Two men (Sharp and Scott) were working a small piece of abandoned ground near Donnelly's Creek, where they picked up a couple of small nuggets.They were encouraged to continue operations, when they came on a large lump, which is about the size of a white stone turnip, containing a little quartz. The Mayor of Ross telegraphed today to the Minister of Mines (the Hon R.McKenzie) that a nugget weighing 100oz had been found and that a request had been made that the nugget should be named the "Hon Roddy". The Minister replied: "Will fall in with the suggestion re name." The exact weight of the nugget found at Ross proves to be 100oz 10dwt. When weighed on a grocer's scale it went 7lb 2oz avoirdupois. The circumstances surrounding the discovery are interesting. Two years ago a miner named Jack McCarthy was engaged in mining a piece of land a few chains distant from the eastern boundary of the claim of the present Ross Flat Goldfields, Ltd. One day, when attending to a tail-race, he overbalanced himself and broke his neck.Since that time the ground has been shunned by all till a few months ago, when Messrs Sharp and Scott commenced operations.”

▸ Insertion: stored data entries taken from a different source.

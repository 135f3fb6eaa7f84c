//! Axum API server binary.

use std::net::SocketAddr;

use tracing::{error, info, warn};
use tracing_subscriber::{fmt, prelude::*, EnvFilter};

use ytdesc_api::{create_router, metrics, ApiConfig, AppState};

#[tokio::main]
async fn main() {
    // Load environment variables
    dotenvy::dotenv().ok();

    // Install rustls crypto provider (required for rustls 0.23+)
    if rustls::crypto::ring::default_provider()
        .install_default()
        .is_err()
    {
        eprintln!("rustls crypto provider already installed");
    }

    // Config is read before tracing so the log format can follow ENVIRONMENT
    let config = ApiConfig::from_env();

    // Initialize tracing with colored output for dev, JSON for production
    let use_json = match &config {
        Ok(c) => c.json_logs(),
        Err(_) => std::env::var("LOG_FORMAT")
            .map(|v| v.to_lowercase() == "json")
            .unwrap_or(false),
    };

    let env_filter =
        EnvFilter::try_from_default_env().unwrap_or_else(|_| EnvFilter::new("ytdesc=info"));

    if use_json {
        tracing_subscriber::registry()
            .with(fmt::layer().json())
            .with(env_filter)
            .init();
    } else {
        tracing_subscriber::registry()
            .with(
                fmt::layer()
                    .with_ansi(true)
                    .with_target(true)
                    .with_thread_ids(false)
                    .with_file(false)
                    .with_line_number(false),
            )
            .with(env_filter)
            .init();
    }

    info!("Starting ytdesc-api");

    // Missing credentials are fatal: no request is ever served
    let config = match config {
        Ok(c) => c,
        Err(e) => {
            error!("Invalid configuration: {}", e);
            std::process::exit(1);
        }
    };
    info!(
        "API config: host={}, port={}, youtube_api={}",
        config.host, config.port, config.youtube.base_url
    );
    let state = match AppState::new(config.clone()) {
        Ok(s) => s,
        Err(e) => {
            error!("Failed to create application state: {}", e);
            std::process::exit(1);
        }
    };
    if !state.link_extractor.enrichment_configured() {
        info!("OPENAI_API_KEY not set, company labels stay empty");
    }

    let metrics_handle = if config.metrics_enabled {
        match metrics::init_metrics() {
            Ok(handle) => {
                info!("Prometheus metrics enabled at /metrics");
                Some(handle)
            }
            Err(e) => {
                warn!("Failed to install Prometheus recorder: {}", e);
                None
            }
        }
    } else {
        None
    };

    let app = create_router(state, metrics_handle);

    let addr: SocketAddr = match format!("{}:{}", config.host, config.port).parse() {
        Ok(addr) => addr,
        Err(e) => {
            error!("Invalid bind address {}:{}: {}", config.host, config.port, e);
            std::process::exit(1);
        }
    };

    let listener = match tokio::net::TcpListener::bind(addr).await {
        Ok(listener) => listener,
        Err(e) => {
            error!("Failed to bind {}: {}", addr, e);
            std::process::exit(1);
        }
    };

    info!("Listening on {}", addr);

    if let Err(e) = axum::serve(listener, app)
        .with_graceful_shutdown(shutdown_signal())
        .await
    {
        error!("Server error: {}", e);
        std::process::exit(1);
    }

    info!("Server shutdown complete");
}

async fn shutdown_signal() {
    if let Err(e) = tokio::signal::ctrl_c().await {
        error!("Failed to install CTRL+C handler: {}", e);
        std::future::pending::<()>().await;
    }
    info!("Received shutdown signal");
}
//! YouTube Data API v3 wire types.

use serde::{Deserialize, Serialize};

/// Snippet part of a video resource; only the fields we read.
#[derive(Debug, Clone, Default, PartialEq, Eq, Serialize, Deserialize)]
#[serde(rename_all = "camelCase")]
pub struct VideoSnippet {
    #[serde(default)]
    pub title: Option<String>,
    #[serde(default)]
    pub description: Option<String>,
    #[serde(default)]
    pub channel_title: Option<String>,
}

/// Response of `GET /videos`.
#[derive(Debug, Deserialize)]
pub(crate) struct VideoListResponse {
    #[serde(default)]
    pub items: Vec<VideoItem>,
}

#[derive(Debug, Deserialize)]
pub(crate) struct VideoItem {
    #[serde(default)]
    pub snippet: Option<VideoSnippet>,
}

/// Google API error envelope: `{"error": {"code": 403, "message": "..."}}`.
#[derive(Debug, Deserialize)]
pub(crate) struct ErrorEnvelope {
    pub error: ErrorBody,
}

#[derive(Debug, Deserialize)]
pub(crate) struct ErrorBody {
    pub message: String,
}

#[cfg(test)]
mod tests {
    use super::*;

    #[test]
    fn test_snippet_without_description() {
        let snippet: VideoSnippet =
            serde_json::from_str(r#"{"title": "t", "channelTitle": "c"}"#).unwrap();
        assert_eq!(snippet.description, None);
        assert_eq!(snippet.channel_title.as_deref(), Some("c"));
    }

    #[test]
    fn test_list_without_items() {
        let list: VideoListResponse =
            serde_json::from_str(r#"{"kind": "youtube#videoListResponse", "pageInfo": {}}"#).unwrap();
        assert!(list.items.is_empty());
    }
}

Note. The avoirdupois system, abbreviated avdp, is a system of weights (more properly, mass) based on a pound of sixteen ounces. It is the everyday system of weight used in the United States and is still used to varying degrees in everyday life in the United Kingdom, Canada, the Republic of Ireland, and some other former British colonies despite the official adoption of the metric system. An alternative system of mass, the Troy system, is generally used for precious materials. The modern definition of the avoirdupois pound is exactly 0.45359237 kilograms.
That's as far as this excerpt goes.